While the issue of why Goans vote for pro- destructive development politicians might have to wait for some other day, the Melaulim case forces us to think about the role of elections in Goan society today. What are elections for? Just an occasion for the transfer of power and the gift and favors that are exchanged before voting? What is the value of one vote?

 

The value of a person’s vote comes into serious question when the government blatantly disregards people’s wishes. In this case by promoting destructive and harmful development.

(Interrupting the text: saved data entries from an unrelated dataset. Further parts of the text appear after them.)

use glam::{Mat4, Quat, Vec2, Vec3, Vec4};
use winit::dpi::PhysicalSize;

const DEFAULT_UP: Vec3 = Vec3::Y;

/// World-space ray used for viewport picking.
#[derive(Debug, Clone, Copy, PartialEq)]
pub struct Ray {
    pub origin: Vec3,
    pub dir: Vec3,
}

impl Ray {
    pub fn new(origin: Vec3, dir: Vec3) -> Self {
        Self { origin, dir }
    }

    pub fn point_at(&self, t: f32) -> Vec3 {
        self.origin + self.dir * t
    }
}

/// Perspective camera for the editor viewport.
#[derive(Debug, Clone)]
pub struct Camera3D {
    pub position: Vec3,
    pub target: Vec3,
    pub up: Vec3,
    pub fov_y_radians: f32,
    pub near: f32,
    pub far: f32,
}

impl Camera3D {
    pub fn new(position: Vec3, target: Vec3, fov_y_radians: f32, near: f32, far: f32) -> Self {
        Self { position, target, up: DEFAULT_UP, fov_y_radians, near, far }
    }

    /// Starting viewport pose: eye raised above the ground, looking at the origin.
    pub fn editor_default() -> Self {
        Self::new(Vec3::new(0.0, 10.0, 20.0), Vec3::ZERO, 45.0_f32.to_radians(), 0.1, 1000.0)
    }

    pub fn view_matrix(&self) -> Mat4 {
        Mat4::look_at_rh(self.position, self.target, self.up)
    }

    pub fn projection_matrix(&self, aspect: f32) -> Mat4 {
        Mat4::perspective_rh_gl(self.fov_y_radians, aspect.max(0.0001), self.near, self.far)
    }

    pub fn view_projection(&self, viewport: PhysicalSize<u32>) -> Mat4 {
        let aspect = if viewport.height > 0 { viewport.width as f32 / viewport.height as f32 } else { 1.0 };
        self.projection_matrix(aspect) * self.view_matrix()
    }

    /// Derives a world-space ray through a viewport position. `None` when the
    /// viewport is degenerate.
    pub fn viewport_ray(&self, screen: Vec2, viewport: PhysicalSize<u32>) -> Option<Ray> {
        if viewport.width == 0 || viewport.height == 0 {
            return None;
        }
        let ndc_x = (2.0 * screen.x / viewport.width as f32) - 1.0;
        let ndc_y = 1.0 - (2.0 * screen.y / viewport.height as f32);
        let clip = Vec4::new(ndc_x, ndc_y, 1.0, 1.0);
        let inv_view_proj = self.view_projection(viewport).inverse();
        let world = inv_view_proj * clip;
        if world.w.abs() < f32::EPSILON {
            return None;
        }
        let toward = (world.truncate() / world.w) - self.position;
        Some(Ray::new(self.position, toward.normalize()))
    }

    /// Projects a world point back to viewport coordinates.
    pub fn project_point(&self, point: Vec3, viewport: PhysicalSize<u32>) -> Option<Vec2> {
        if viewport.width == 0 || viewport.height == 0 {
            return None;
        }
        let clip = self.view_projection(viewport) * point.extend(1.0);
        if clip.w.abs() < f32::EPSILON {
            return None;
        }
        let ndc = clip.truncate() / clip.w;
        let x = (ndc.x + 1.0) * 0.5 * viewport.width as f32;
        let y = (1.0 - ndc.y) * 0.5 * viewport.height as f32;
        Some(Vec2::new(x, y))
    }
}

/// Orbit controller storing yaw/pitch around a target.
#[derive(Debug, Clone)]
pub struct OrbitCamera {
    pub target: Vec3,
    pub radius: f32,
    pub yaw_radians: f32,
    pub pitch_radians: f32,
}

impl OrbitCamera {
    pub fn new(target: Vec3, radius: f32) -> Self {
        Self { target, radius: radius.max(0.01), yaw_radians: 0.0, pitch_radians: 0.0 }
    }

    /// Builds an orbit whose camera sits at `position` looking at `target`.
    pub fn from_pose(position: Vec3, target: Vec3) -> Self {
        let offset = position - target;
        let radius = offset.length().max(0.01);
        let yaw = offset.x.atan2(offset.z);
        let pitch = -(offset.y / radius).clamp(-1.0, 1.0).asin();
        Self { target, radius, yaw_radians: yaw, pitch_radians: pitch }
    }

    pub fn to_camera(&self, fov_y_radians: f32, near: f32, far: f32) -> Camera3D {
        let rotation = Quat::from_euler(glam::EulerRot::YXZ, self.yaw_radians, self.pitch_radians, 0.0);
        let offset = rotation * Vec3::new(0.0, 0.0, self.radius);
        Camera3D::new(self.target + offset, self.target, fov_y_radians, near, far)
    }

    pub fn orbit(&mut self, delta: Vec2) {
        self.yaw_radians += delta.x;
        self.pitch_radians = (self.pitch_radians + delta.y)
            .clamp(-std::f32::consts::FRAC_PI_2 + 0.01, std::f32::consts::FRAC_PI_2 - 0.01);
    }

    pub fn zoom(&mut self, factor: f32) {
        self.radius = (self.radius * factor).clamp(0.1, 10_000.0);
    }
}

If the health of the citizens is jeopardized due to the coal dust, if the land on which citizens and their ancestors have lived and worked on is not legally theirs (as is the case in Melaulim), or forests and other fragile ecological niches are destroyed, or the fact that the government decides that another railway line should be cut through villages and the houses in them, then the government does not serve the interests of the people that voted it to power.

 

While politicians supplicate before the voter before elections, what happens after is that the will of the people is, more often than not, ignored. In fact, as far as the history of Goa is concerned, post 1961, what happens after elections matters much more than the pre-election promises of the politicians. A recent case in point is the private resolution to scrap the three linear projects in Mollem where 11 members voted for the resolution, and nine abstained. The resolution was defeated by 20 votes.

 

An electoral victory is no license for ‘development’. From the Melaulim example, it is quite clear that winning an election, or having a greater vote share, or majority seats, does not give authoritative powers to the elected representatives. But it is also clear that while one can approach politicians for personal favors, one cannot count on them when it comes to issues that determine the collective future of the state. The people then have to protest and put their lives on the line. This unaccountability of elected representatives post elections is fast rendering the electoral process empty.